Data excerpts

+ + + +

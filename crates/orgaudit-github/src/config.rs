//! GitHub connection configuration.

use serde::{Deserialize, Serialize};

use crate::error::GitHubError;

pub const DEFAULT_API_URL: &str = "https://api.github.com";
pub const DEFAULT_USER_AGENT: &str = concat!("orgaudit/", env!("CARGO_PKG_VERSION"));

/// Connection settings of the GitHub gateway.
#[derive(Debug, Clone, PartialEq, Eq, Serialize, Deserialize)]
pub struct GitHubConfig {
    /// Login of the audited organization
    pub organization: String,
    /// Token with admin rights on the organization
    #[serde(skip_serializing, default)]
    pub token: String,
    /// REST v3 base URL
    pub api_url: String,
    /// GraphQL v4 endpoint
    pub graphql_url: String,
    pub user_agent: String,
}

impl Default for GitHubConfig {
    fn default() -> Self {
        let api_url = std::env::var("GITHUB_API_URL").unwrap_or_else(|_| DEFAULT_API_URL.to_string());
        GitHubConfig {
            organization: std::env::var("GITHUB_ORGANIZATION").unwrap_or_default(),
            token: std::env::var("GITHUB_TOKEN").unwrap_or_default(),
            graphql_url: graphql_url_for(&api_url),
            api_url,
            user_agent: DEFAULT_USER_AGENT.to_string(),
        }
    }
}

/// GraphQL endpoint next to a REST base URL.
///
/// `https://api.github.com` serves GraphQL at `/graphql`; GitHub Enterprise
/// serves REST at `/api/v3` and GraphQL at `/api/graphql`.
fn graphql_url_for(api_url: &str) -> String {
    let base = api_url.trim_end_matches('/');
    match base.strip_suffix("/v3") {
        Some(api_root) => format!("{api_root}/graphql"),
        None => format!("{base}/graphql"),
    }
}

impl GitHubConfig {
    /// Create a config from environment variables
    pub fn from_env() -> Self {
        Self::default()
    }

    /// Create config for an organization on github.com
    pub fn new(organization: &str, token: &str) -> Self {
        GitHubConfig {
            organization: organization.to_string(),
            token: token.to_string(),
            api_url: DEFAULT_API_URL.to_string(),
            graphql_url: graphql_url_for(DEFAULT_API_URL),
            user_agent: DEFAULT_USER_AGENT.to_string(),
        }
    }

    /// Point at another API host; the GraphQL endpoint follows.
    pub fn with_api_url(mut self, api_url: &str) -> Self {
        self.api_url = api_url.trim_end_matches('/').to_string();
        self.graphql_url = graphql_url_for(&self.api_url);
        self
    }

    /// Check every setting and report all problems at once.
    pub fn validate(&self) -> Result<(), GitHubError> {
        let mut problems = Vec::new();
        if self.organization.trim().is_empty() {
            problems.push("organization is not set (--organization or GITHUB_ORGANIZATION)");
        }
        if self.token.trim().is_empty() {
            problems.push("token is not set (--token or GITHUB_TOKEN)");
        }
        if !self.api_url.starts_with("http://") && !self.api_url.starts_with("https://") {
            problems.push("api url must be an http(s) URL");
        }
        if problems.is_empty() {
            Ok(())
        } else {
            Err(GitHubError::Config(problems.join("; ")))
        }
    }
}

#[cfg(test)]
mod tests {
    use super::*;

    #[test]
    fn test_new_targets_github_com() {
        let config = GitHubConfig::new("acme", "ghp_x");
        assert_eq!(config.api_url, "https://api.github.com");
        assert_eq!(config.graphql_url, "https://api.github.com/graphql");
        assert!(config.validate().is_ok());
    }

    #[test]
    fn test_enterprise_graphql_endpoint() {
        let config = GitHubConfig::new("acme", "t").with_api_url("https://ghe.example.com/api/v3/");
        assert_eq!(config.api_url, "https://ghe.example.com/api/v3");
        assert_eq!(config.graphql_url, "https://ghe.example.com/api/graphql");
    }

    #[test]
    fn test_validate_reports_every_problem() {
        let config = GitHubConfig::new(" ", "").with_api_url("ftp://nope");
        let err = config.validate().unwrap_err().to_string();
        assert!(err.contains("organization is not set"));
        assert!(err.contains("token is not set"));
        assert!(err.contains("api url"));
    }

    #[test]
    fn test_token_is_never_serialized() {
        let json = serde_json::to_string(&GitHubConfig::new("acme", "secret")).unwrap();
        assert!(!json.contains("secret"));
    }
}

+ + + +

**Task brief:**
Going through the records, work out how many lines contain the word "push". Please answer with the number only.

**Worked solution:**
3